Fabrication and characterization of polylactic acid/hyaluronic acid/collagen nanofibers for tendon tissue engineering

Abstract

Tendon tissue engineering aims to integrate engineered, functional replacements with their native counterparts in order to repair tendon injuries. Responsible for body movement and stabilization of the joint structure, tendons stand out with their superior biomechanical properties. Collagen 1 (COL) is the main component that contributes these properties to the tendon structure organized in hierarchical bundles. Hyaluronic acid (HA) participates in the formation of the tendon extracellular matrix and enhances the viscoelasticity of the structure. Polylactic acid (PLA) is widely used in tendon tissue engineering due to its biocompatibility, biodegradability and mechanical properties. Therefore, a novel PLA/HA/COL hybrid scaffold was designed and fabricated by electrospinning for the repair of tendon defects.
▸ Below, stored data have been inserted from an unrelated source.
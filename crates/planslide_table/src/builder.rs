//! `TableModelBuilder`: canonical records -> logical table matrix.

use std::collections::BTreeMap;

use tracing::debug;

use crate::conf::{
    C_LABEL_GRAND_TOTAL, C_LABEL_HEADER_CAMPAIGN, C_METRIC_GRP, C_METRIC_OTS_3, C_METRIC_REACH_1,
    L_MONTH_LABELS, N_COL_CAMPAIGN, N_COL_GRP, N_COL_MEDIA, N_COL_METRIC, N_COL_MONTH_FIRST,
    N_COL_PERCENT, N_COL_TOTAL, N_COLS_TABLE, N_EPS_COST, N_EPS_METRIC,
};
use crate::error::TableError;
use crate::spec::{
    EnumMediaType, EnumRowKind, SpecCampaignBlock, SpecCanonicalRecord, SpecCell, SpecTableMatrix,
    SpecTableRow,
};
use crate::util::{
    collapse_whitespace, format_cost_thousands, format_metric, format_percent,
    select_records_for_key,
};

////////////////////////////////////////////////////////////////////////////////
// #region RunningSum

/// Per-month spend accumulator shared by the builder and the paginator.
#[derive(Debug, Clone, PartialEq, Default)]
pub struct SpecRunningSum {
    pub months: [f64; 12],
    pub total: f64,
    pub grp: f64,
}

impl SpecRunningSum {
    /// Add the spend/GRP columns of one row.
    pub fn add_row(&mut self, row: &SpecTableRow) {
        for (n_idx_month, value) in row.month_values().iter().enumerate() {
            self.months[n_idx_month] += value;
        }
        self.total += row.total_value();
        self.grp += row.grp_value();
    }

    /// Add another accumulator.
    pub fn add(&mut self, other: &SpecRunningSum) {
        for (n_idx_month, value) in other.months.iter().enumerate() {
            self.months[n_idx_month] += value;
        }
        self.total += other.total;
        self.grp += other.grp;
    }
}

// #endregion
////////////////////////////////////////////////////////////////////////////////
// #region RowFactories

fn create_cost_cell(value: f64, media_type: Option<EnumMediaType>) -> SpecCell {
    SpecCell::number(
        value,
        format_cost_thousands(value),
        media_type,
        value.abs() > N_EPS_COST,
    )
}

fn create_metric_cell(value: Option<f64>) -> SpecCell {
    match value {
        Some(val) => SpecCell::number(
            val,
            format_metric(val),
            Some(EnumMediaType::Television),
            val.abs() >= N_EPS_METRIC,
        ),
        None => SpecCell::number(0.0, "", Some(EnumMediaType::Television), false),
    }
}

fn create_percent_cell(n_part: f64, n_whole: f64) -> SpecCell {
    if n_whole.abs() <= N_EPS_COST {
        return SpecCell::empty();
    }
    let n_share_pct = n_part / n_whole * 100.0;
    SpecCell::number(n_share_pct, format_percent(n_share_pct), None, true)
}

/// Header row: campaign, media, unit, months, total, share, GRPs.
pub fn create_header_row() -> SpecTableRow {
    let mut l_cells = vec![SpecCell::empty(); N_COLS_TABLE];
    l_cells[N_COL_CAMPAIGN] = SpecCell::text(C_LABEL_HEADER_CAMPAIGN);
    l_cells[N_COL_MEDIA] = SpecCell::text("MEDIA");
    l_cells[N_COL_METRIC] = SpecCell::text("METRIC");
    for (n_idx_month, c_month) in L_MONTH_LABELS.iter().enumerate() {
        l_cells[N_COL_MONTH_FIRST + n_idx_month] = SpecCell::text(*c_month);
    }
    l_cells[N_COL_TOTAL] = SpecCell::text("TOTAL");
    l_cells[N_COL_PERCENT] = SpecCell::text("% OF TOTAL");
    l_cells[N_COL_GRP] = SpecCell::text("GRPs");
    SpecTableRow {
        kind: EnumRowKind::Header,
        cells: l_cells,
    }
}

/// Boundary row (monthly total, subtotal, carried forward, grand total) from sums.
///
/// `n_total_grand` fills the share column; `None` leaves it blank.
pub fn create_summary_row(
    kind: EnumRowKind,
    label: &str,
    sums: &SpecRunningSum,
    n_total_grand: Option<f64>,
) -> SpecTableRow {
    let mut l_cells = vec![SpecCell::empty(); N_COLS_TABLE];
    l_cells[N_COL_CAMPAIGN] = SpecCell::text(label);
    for (n_idx_month, value) in sums.months.iter().enumerate() {
        l_cells[N_COL_MONTH_FIRST + n_idx_month] = create_cost_cell(*value, None);
    }
    l_cells[N_COL_TOTAL] = create_cost_cell(sums.total, None);
    if let Some(n_whole) = n_total_grand {
        l_cells[N_COL_PERCENT] = create_percent_cell(sums.total, n_whole);
    }
    if sums.grp.abs() >= N_EPS_METRIC {
        l_cells[N_COL_GRP] = create_metric_cell(Some(sums.grp));
    }
    SpecTableRow {
        kind,
        cells: l_cells,
    }
}

// #endregion
////////////////////////////////////////////////////////////////////////////////
// #region TelevisionMetrics

/// Monthly GRP sums and Reach@1+/OTS@3+ averages of television records.
#[derive(Debug, Clone, PartialEq, Default)]
struct SpecTvMetrics {
    grp_by_month: [f64; 12],
    reach_1_by_month: [Option<f64>; 12],
    ots_3_by_month: [Option<f64>; 12],
}

impl SpecTvMetrics {
    fn grp_total(&self) -> f64 {
        self.grp_by_month.iter().sum()
    }
}

fn derive_mean_by_month(sums: &[f64; 12], counts: &[usize; 12]) -> [Option<f64>; 12] {
    let mut l_means = [None; 12];
    for (n_idx_month, mean) in l_means.iter_mut().enumerate() {
        if counts[n_idx_month] > 0 {
            *mean = Some(sums[n_idx_month] / counts[n_idx_month] as f64);
        }
    }
    l_means
}

fn derive_mean_of_present(values: &[Option<f64>; 12]) -> Option<f64> {
    let l_present: Vec<f64> = values.iter().flatten().copied().collect();
    if l_present.is_empty() {
        return None;
    }
    Some(l_present.iter().sum::<f64>() / l_present.len() as f64)
}

/// Attribute each record's metrics to the months where it spends, weighted by cost.
fn derive_tv_metrics(records: &[&SpecCanonicalRecord]) -> SpecTvMetrics {
    let mut l_grp = [0.0; 12];
    let mut l_reach_sum = [0.0; 12];
    let mut l_reach_cnt = [0usize; 12];
    let mut l_ots_sum = [0.0; 12];
    let mut l_ots_cnt = [0usize; 12];

    for rec in records {
        let n_cost_sum = rec.cost_months_sum();
        if n_cost_sum.abs() <= N_EPS_COST {
            continue;
        }
        for (n_idx_month, n_cost) in rec.costs_by_month.iter().enumerate() {
            if n_cost.abs() <= N_EPS_COST {
                continue;
            }
            l_grp[n_idx_month] += rec.grp * (n_cost / n_cost_sum);
            if rec.reach_1_plus.abs() >= N_EPS_METRIC {
                l_reach_sum[n_idx_month] += rec.reach_1_plus;
                l_reach_cnt[n_idx_month] += 1;
            }
            if rec.reach_3_plus.abs() >= N_EPS_METRIC {
                l_ots_sum[n_idx_month] += rec.reach_3_plus;
                l_ots_cnt[n_idx_month] += 1;
            }
        }
    }

    SpecTvMetrics {
        grp_by_month: l_grp,
        reach_1_by_month: derive_mean_by_month(&l_reach_sum, &l_reach_cnt),
        ots_3_by_month: derive_mean_by_month(&l_ots_sum, &l_ots_cnt),
    }
}

fn create_metric_row(label: &str, values: &[Option<f64>; 12], total: Option<f64>) -> SpecTableRow {
    let mut l_cells = vec![SpecCell::empty(); N_COLS_TABLE];
    l_cells[N_COL_METRIC] = SpecCell::text(label);
    for (n_idx_month, value) in values.iter().enumerate() {
        l_cells[N_COL_MONTH_FIRST + n_idx_month] = create_metric_cell(*value);
    }
    l_cells[N_COL_TOTAL] = create_metric_cell(total);
    SpecTableRow {
        kind: EnumRowKind::MetricSub,
        cells: l_cells,
    }
}

// #endregion
////////////////////////////////////////////////////////////////////////////////
// #region Builder

/// Builds the logical table of one (market, brand, year).
#[derive(Debug, Clone)]
pub struct TableModelBuilder {
    currency_symbol: String,
}

impl Default for TableModelBuilder {
    fn default() -> Self {
        Self::new("£")
    }
}

impl TableModelBuilder {
    pub fn new(currency_symbol: impl Into<String>) -> Self {
        Self {
            currency_symbol: currency_symbol.into(),
        }
    }

    /// Unit label of cost rows (`£ 000`).
    pub fn cost_unit_label(&self) -> String {
        format!("{} 000", self.currency_symbol)
    }

    /// Monthly total row label (`MONTHLY TOTAL (£ 000)`).
    pub fn monthly_total_label(&self) -> String {
        format!("MONTHLY TOTAL ({})", self.cost_unit_label())
    }

    /// Build the matrix for `(market, brand, year)`.
    ///
    /// Campaigns are ordered by case-insensitive name; media by
    /// [`EnumMediaType`] priority. Television rows are followed by GRP,
    /// Reach@1+ and OTS@3+ sub-rows, which never enter spend totals.
    ///
    /// Returns [`TableError::NotFound`] when nothing matches and
    /// [`TableError::ZeroBudget`] when the matched spend sums to zero.
    pub fn build(
        &self,
        records: &[SpecCanonicalRecord],
        market: &str,
        brand: &str,
        year: i32,
    ) -> Result<SpecTableMatrix, TableError> {
        let l_selected = select_records_for_key(records, market, brand, Some(year));
        if l_selected.is_empty() {
            return Err(TableError::NotFound {
                market: market.to_string(),
                brand: brand.to_string(),
                year,
            });
        }

        let n_total_grand: f64 = l_selected.iter().map(|rec| rec.cost_months_sum()).sum();
        if n_total_grand.abs() <= N_EPS_COST {
            return Err(TableError::ZeroBudget {
                market: market.to_string(),
                brand: brand.to_string(),
                year,
            });
        }

        // lower-cased name -> (first display spelling, media -> records)
        type TypeMediaGroups<'a> = BTreeMap<EnumMediaType, Vec<&'a SpecCanonicalRecord>>;
        let mut dict_campaigns: BTreeMap<String, (String, TypeMediaGroups<'_>)> = BTreeMap::new();
        for rec in &l_selected {
            let c_display = collapse_whitespace(&rec.campaign_name);
            let (_, dict_media) = dict_campaigns
                .entry(c_display.to_lowercase())
                .or_insert_with(|| (c_display.clone(), BTreeMap::new()));
            dict_media
                .entry(EnumMediaType::from_raw(&rec.media_type))
                .or_default()
                .push(rec);
        }

        let c_unit = self.cost_unit_label();
        let c_monthly_total = self.monthly_total_label();
        let mut l_rows = vec![create_header_row()];
        let mut l_blocks = Vec::with_capacity(dict_campaigns.len());
        let mut sums_grand = SpecRunningSum::default();

        for (c_campaign, dict_media) in dict_campaigns.values() {
            let n_row_start = l_rows.len();
            let n_total_campaign: f64 = dict_media
                .values()
                .flatten()
                .map(|rec| rec.cost_months_sum())
                .sum();
            let mut sums_campaign = SpecRunningSum::default();

            for (n_idx_media, (media, l_recs)) in dict_media.iter().enumerate() {
                let mut l_months = [0.0; 12];
                for rec in l_recs {
                    for (n_idx_month, n_cost) in rec.costs_by_month.iter().enumerate() {
                        l_months[n_idx_month] += n_cost;
                    }
                }
                let n_total_media: f64 = l_months.iter().sum();
                let metrics_tv = (*media == EnumMediaType::Television).then(|| derive_tv_metrics(l_recs));

                let mut l_cells = vec![SpecCell::empty(); N_COLS_TABLE];
                if n_idx_media == 0 {
                    l_cells[N_COL_CAMPAIGN] = SpecCell::text(c_campaign.clone());
                    l_cells[N_COL_PERCENT] = create_percent_cell(n_total_campaign, n_total_grand);
                }
                l_cells[N_COL_MEDIA] = SpecCell::text(media.label());
                l_cells[N_COL_METRIC] = SpecCell::text(c_unit.clone());
                for (n_idx_month, value) in l_months.iter().enumerate() {
                    l_cells[N_COL_MONTH_FIRST + n_idx_month] = create_cost_cell(*value, Some(*media));
                }
                l_cells[N_COL_TOTAL] = create_cost_cell(n_total_media, Some(*media));
                if let Some(metrics) = &metrics_tv
                    && metrics.grp_total().abs() >= N_EPS_METRIC
                {
                    l_cells[N_COL_GRP] = create_metric_cell(Some(metrics.grp_total()));
                }

                let row_media = SpecTableRow {
                    kind: EnumRowKind::CampaignMedia,
                    cells: l_cells,
                };
                sums_campaign.add_row(&row_media);
                l_rows.push(row_media);

                if let Some(metrics) = metrics_tv {
                    let l_grp: [Option<f64>; 12] = metrics.grp_by_month.map(Some);
                    l_rows.push(create_metric_row(C_METRIC_GRP, &l_grp, Some(metrics.grp_total())));
                    l_rows.push(create_metric_row(
                        C_METRIC_REACH_1,
                        &metrics.reach_1_by_month,
                        derive_mean_of_present(&metrics.reach_1_by_month),
                    ));
                    l_rows.push(create_metric_row(
                        C_METRIC_OTS_3,
                        &metrics.ots_3_by_month,
                        derive_mean_of_present(&metrics.ots_3_by_month),
                    ));
                }
            }

            l_rows.push(create_summary_row(
                EnumRowKind::MonthlyTotal,
                &c_monthly_total,
                &sums_campaign,
                None,
            ));
            sums_grand.add(&sums_campaign);
            l_blocks.push(SpecCampaignBlock {
                campaign_name: c_campaign.clone(),
                row_start_inclusive: n_row_start,
                row_end_exclusive: l_rows.len(),
            });
        }

        l_rows.push(create_summary_row(
            EnumRowKind::GrandTotal,
            C_LABEL_GRAND_TOTAL,
            &sums_grand,
            Some(n_total_grand),
        ));

        debug!(
            market,
            brand,
            year,
            n_rows = l_rows.len(),
            n_blocks = l_blocks.len(),
            "table matrix built"
        );

        Ok(SpecTableMatrix {
            market: market.to_string(),
            brand: brand.to_string(),
            year,
            rows: l_rows,
            blocks: l_blocks,
        })
    }
}

// #endregion
////////////////////////////////////////////////////////////////////////////////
While 10% PLA is used as the control group, 4 scaffolds containing 1% HA and/or 1% COL were fabricated. One of the scaffolds was produced by coaxial electrospinning: the inner layer consists of 10% PLA and 1% COL, while the composition of the outer layer is 10% PLA and 1% COL. The morphological, thermal, chemical, and mechanical properties of the tendon scaffolds were evaluated using SEM, DSC, FT-IR, swellingdegradation test, and tensile testing test, respectively. In vitro cell culture experiments were performed on mesenchymal stem cells using MTT method. It is anticipated to confirm that PLA/HA/COL scaffolds promote cell adhesion, proliferation, and regeneration by characterisation and in vitro cell culture results.